Tolerar as diferenças deixou de ser uma virtude?

O Rinoceronte, a peça genial de Ionesco, e a denúncia ácida que faz do embrutecimento humano permanecem desconfortavelmente atuais, passado já mais de meio século de suas primeiras apresentações (a peça é de 1959). A imagem central e a dinâmica que estruturam o drama parecem antecipar algumas das principais críticas contemporâneas aos modos de convívio em nosso tempo hipertecnológico, hipermidiatizado e hiperconsumista. Ao longo da ação, os habitantes da cidade vão, pouco a pouco, desenvolvendo características que surgem como o avesso mesmo daquilo que nos faz humanos: uma couraça espessa os torna impermeáveis e insensíveis àquilo e àqueles que estão ao redor; uma miopia crônica os impede de ver amplamente e com clareza; uma intolerância absoluta os faz detestar a diferença; uma ferocidade absoluta os obstina a destruir os que não são de sua espécie. A alegoria, cuja mordacidade de origem tinha por objeto a ascensão dos totalitarismos do século 20, mantém sua força nos tempos dessa pós-modernidade que se quer fundamentalmente libertária e plural.

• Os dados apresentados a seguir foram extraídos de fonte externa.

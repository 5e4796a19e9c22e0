//! Zypper command line construction

use autopatch_types::Subcommand;
use std::path::{Path, PathBuf};

/// Locale forced on every zypper child so its output stays parseable
pub const CHILD_ENV: [(&str, &str); 2] = [("LANG", "POSIX"), ("LC_CTYPE", "en_US.UTF-8")];

/// A fully specified zypper invocation
#[derive(Debug, Clone, PartialEq, Eq)]
pub struct ZypperCommand {
    program: PathBuf,
    subcommand: Subcommand,
}

impl ZypperCommand {
    #[must_use]
    pub fn new(program: impl Into<PathBuf>, subcommand: Subcommand) -> Self {
        Self {
            program: program.into(),
            subcommand,
        }
    }

    #[must_use]
    pub fn program(&self) -> &Path {
        &self.program
    }

    #[must_use]
    pub fn subcommand(&self) -> Subcommand {
        self.subcommand
    }

    #[must_use]
    pub fn args(&self) -> &'static [&'static str] {
        self.subcommand.args()
    }

    /// Environment variables set on the child in addition to the inherited ones
    #[must_use]
    pub fn envs(&self) -> &'static [(&'static str, &'static str)] {
        &CHILD_ENV
    }

    /// Command line as logged, e.g. `/usr/bin/zypper --quiet ps`
    #[must_use]
    pub fn display(&self) -> String {
        let mut line = self.program.display().to_string();
        for arg in self.args() {
            line.push(' ');
            line.push_str(arg);
        }
        line
    }
}

#[cfg(test)]
mod tests {
    use super::*;

    #[test]
    fn test_display() {
        let cmd = ZypperCommand::new("/usr/bin/zypper", Subcommand::Apply);
        assert_eq!(
            cmd.display(),
            "/usr/bin/zypper --quiet --non-interactive patch --skip-interactive"
        );
        assert_eq!(cmd.envs()[0], ("LANG", "POSIX"));
    }
}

Na peça, de modo particularmente significativo, à medida que os rinocerontes se tornam maioria, escasseiam os diálogos e os espaços para o diálogo – não é mais possível sentar-se à mesa do café para trocar ideias – e o palco é tomado por uma ação frenética, desprovida de palavras, bruta. A praça pública, antes cheia de vida e animada pelas discussões entre o pedante Jean e o simplório Bérenger, se torna um deserto, um lugar proibido para aqueles que não querem se converter à forma dominante de paquiderme.
Esse tema da conversão compulsória, e das dificuldades em resistir-lhe, talvez seja uma das razões importantes para a atualidade do texto de Ionesco. Como já foi observado, uma das características das sociedades pós-modernas é a de que as relações, mesmo no espaço público, passam a ser fundadas na semelhança entre aqueles que se relacionam. A lógica que preside as trocas no Facebook e outras redes – o usuário aceita ou descarta amigos segundo sua conveniência individual, segundo se identifiquem ou não com aquilo que pensa – vai aos poucos se tornando, para muitos estudiosos, a matriz das relações interpessoais como um todo. A norma é evitar o desconforto da diferença e da contradição, não a de conviver com ele.
Essa tendência reverte os pressupostos que, até muito recentemente, eram hegemônicos para as trocas sociais. Não há muito, a expectativa de comunhão ou identidade de sentimentos recaía principalmente sobre o espaço privado, da família ou do círculo de amigos mais próximos. Entre esses, certa homogeneidade era esperada. Para o espaço público, a expectativa era diversa. Na rua, no mundo lá fora, esperava-se encontrar pessoas que tinham valores, opiniões e ideias possivelmente muito diferentes daquelas que dominavam o ambiente doméstico. Por isso, cada um deveria ter a habilidade de transitar harmoniosamente na ágora povoada por uma multiplicidade de visões de mundo. A civilidade era justamente a virtude de conviver com essas diferenças. Ela se fundava na crença de que a igualdade radical da condição de cidadão deveria prevalecer, no espaço público, sobre as singularidades do sujeito individual.”